Retrato do Artista Quando Jovem - Cap. 3: III Pág. 124 / 273

«Jazem nas trevas exteriores. Porque, não esqueçam, o fogo do Inferno não produz luz. Tal como, por ordem de Deus, o fogo da fornalha da Babilónia perdeu o seu calor mas não a sua luz, também, por ordem de Deus, o fogo do Inferno, embora mantendo a intensidade do seu calor, arde eternamente nas trevas. É uma incessante tempestade de trevas, chamas negras e fumo negro do enxofre a arder, no meio dos quais os corpos se amontoam uns sobre os outros, sem um sopro de ar. De todas as pragas que devastaram a terra dos Faraós, apenas uma, a das trevas, foi considerada horrível. Que nome, então, poderemos dar às trevas do Inferno, que não duram apenas três dias, mas uma eternidade?

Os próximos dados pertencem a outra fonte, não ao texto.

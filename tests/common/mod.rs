//! Shared fixtures for router-level tests: a scripted origin that records
//! every request, and helpers to build the app and send requests.

#![allow(dead_code)]

use async_trait::async_trait;
use axum::{
    Router,
    body::{Body, Bytes},
    http::{HeaderMap, Request, StatusCode},
};
use std::collections::{BTreeMap, HashMap};
use std::sync::{Arc, Mutex};
use std::time::Duration;
use tower::ServiceExt;

use hls_proxy::{
    config::ProxyConfig,
    errors::{AppError, AppResult},
    models::{ChannelEntry, ChannelMap},
    proxy::{
        HlsProxy,
        segment::{ByteRange, parse_byte_range},
    },
    services::{ChannelStore, OriginFetcher, OriginRequest, OriginResponse},
    web::{AppState, create_router},
};

pub const LIVE_URL: &str = "http://live.example/a/live.m3u8";
pub const CLOUD_URL: &str = "http://cloud.example/a/index.m3u8";
pub const CLOUD_BASE: &str = "http://cloud.example/a/";

#[derive(Clone)]
pub enum Scripted {
    Body(Bytes),
    Status(u16),
    Fail,
}

/// Origin double: answers from a URL table, 404 for anything unknown
#[derive(Default)]
pub struct ScriptedOrigin {
    routes: Mutex<HashMap<String, Scripted>>,
    calls: Mutex<Vec<OriginRequest>>,
}

impl ScriptedOrigin {
    pub fn new() -> Arc<Self> {
        Arc::new(Self::default())
    }

    pub fn set(&self, url: &str, reply: Scripted) {
        self.routes.lock().unwrap().insert(url.to_string(), reply);
    }

    pub fn body(&self, url: &str, body: impl Into<Bytes>) {
        self.set(url, Scripted::Body(body.into()));
    }

    pub fn calls(&self) -> Vec<OriginRequest> {
        self.calls.lock().unwrap().clone()
    }

    pub fn count(&self, url: &str) -> usize {
        self.calls().iter().filter(|c| c.url == url).count()
    }
}

#[async_trait]
impl OriginFetcher for ScriptedOrigin {
    async fn fetch(&self, request: OriginRequest) -> AppResult<OriginResponse> {
        self.calls.lock().unwrap().push(request.clone());
        let reply = self.routes.lock().unwrap().get(&request.url).cloned();

        match reply {
            None => Ok(OriginResponse::from_bytes(StatusCode::NOT_FOUND, Bytes::new())),
            Some(Scripted::Status(code)) => Ok(OriginResponse::from_bytes(
                StatusCode::from_u16(code).unwrap(),
                Bytes::new(),
            )),
            Some(Scripted::Fail) => Err(AppError::origin_unavailable(request.url, "connection refused")),
            Some(Scripted::Body(body)) => {
                let len = body.len() as u64;
                match request.range.as_deref().map(|r| parse_byte_range(r, len)) {
                    Some(ByteRange::Partial { start, end }) => {
                        let mut response = OriginResponse::from_bytes(
                            StatusCode::PARTIAL_CONTENT,
                            body.slice(start as usize..=end as usize),
                        );
                        response.content_range = Some(format!("bytes {start}-{end}/{len}"));
                        Ok(response)
                    }
                    _ => Ok(OriginResponse::from_bytes(StatusCode::OK, body)),
                }
            }
        }
    }
}

pub fn channels() -> ChannelMap {
    let mut entries = BTreeMap::new();
    entries.insert(
        "a".to_string(),
        ChannelEntry {
            live: Some(LIVE_URL.to_string()),
            cloud: Some(CLOUD_URL.to_string()),
        },
    );
    ChannelMap::from_entries(entries).0
}

pub fn app(origin: Arc<ScriptedOrigin>, config: ProxyConfig) -> Router {
    let store = Arc::new(ChannelStore::new(channels()));
    let proxy = Arc::new(HlsProxy::new(store, origin, config).unwrap());
    create_router(AppState { proxy })
}

pub async fn send(app: &Router, uri: &str, headers: &[(&str, &str)]) -> (StatusCode, HeaderMap, Bytes) {
    let mut builder = Request::builder().uri(uri);
    for (name, value) in headers {
        builder = builder.header(*name, *value);
    }
    let response = app
        .clone()
        .oneshot(builder.body(Body::empty()).unwrap())
        .await
        .unwrap();

    let status = response.status();
    let headers = response.headers().clone();
    let body = axum::body::to_bytes(response.into_body(), usize::MAX)
        .await
        .unwrap();
    (status, headers, body)
}

pub async fn get(app: &Router, uri: &str) -> (StatusCode, HeaderMap, Bytes) {
    send(app, uri, &[]).await
}

/// Poll `/status/{channel}` until the cache holds `expected` segments
pub async fn wait_for_cached(app: &Router, channel: &str, expected: u64) {
    for _ in 0..200 {
        let (_, _, body) = get(app, &format!("/status/{channel}")).await;
        let status: serde_json::Value = serde_json::from_slice(&body).unwrap();
        if status["cache_segments"].as_u64() == Some(expected) {
            return;
        }
        tokio::time::sleep(Duration::from_millis(5)).await;
    }
    panic!("cache for '{channel}' never reached {expected} segment(s)");
}

/// Serve `app` on an ephemeral local port, returning its base URL
pub async fn serve_on_socket(app: Router) -> String {
    let listener = tokio::net::TcpListener::bind("127.0.0.1:0").await.unwrap();
    let addr = listener.local_addr().unwrap();
    tokio::spawn(async move {
        axum::serve(listener, app).await.unwrap();
    });
    format!("http://{addr}")
}
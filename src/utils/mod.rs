pub mod url;

pub use url::UrlUtils;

«O horror desta prisão estreita e tenebrosa é aumentado pelo seu terrível fedor. Toda a imundície do mundo, todas as lixeiras e cloacas do mundo, segundo nos é dito, para lá escorrerão, como para um imenso esgoto fedorento, quando a terrível conflagração do último dia tiver purgado o mundo. Além disso, o enxofre que lá arde em tão prodigiosa quantidade enche todo o Inferno com o seu fedor insuportável; e os corpos dos próprios condenados exalam um odor tão pestilencial que, como diz São Boaventura, bastaria um deles para infectar o mundo inteiro. O próprio ar deste mundo, esse elemento puro, torna-se fétido e irrespirável quando fica fechado durante longo tempo. Pensai então como será fétido o ar do Inferno. Imaginai um cadáver imundo e putrefacto que tenha jazido, a apodrecer e em decomposição, no seu túmulo, uma massa gelatinosa de corrupção líquida. Imaginai esse cadáver presa das chamas, devorado pelo fogo do enxofre ardente e libertando densos e sufocantes vapores da sua decomposição nauseabunda e repugnante. E imaginai esse fedor revoltante multiplicado um milhão de vezes e novamente um milhão de vezes, libertado pelos milhões e milhões de carcaças fétidas amontoadas nas trevas nauseabundas, um imenso cogumelo humano putrefacto.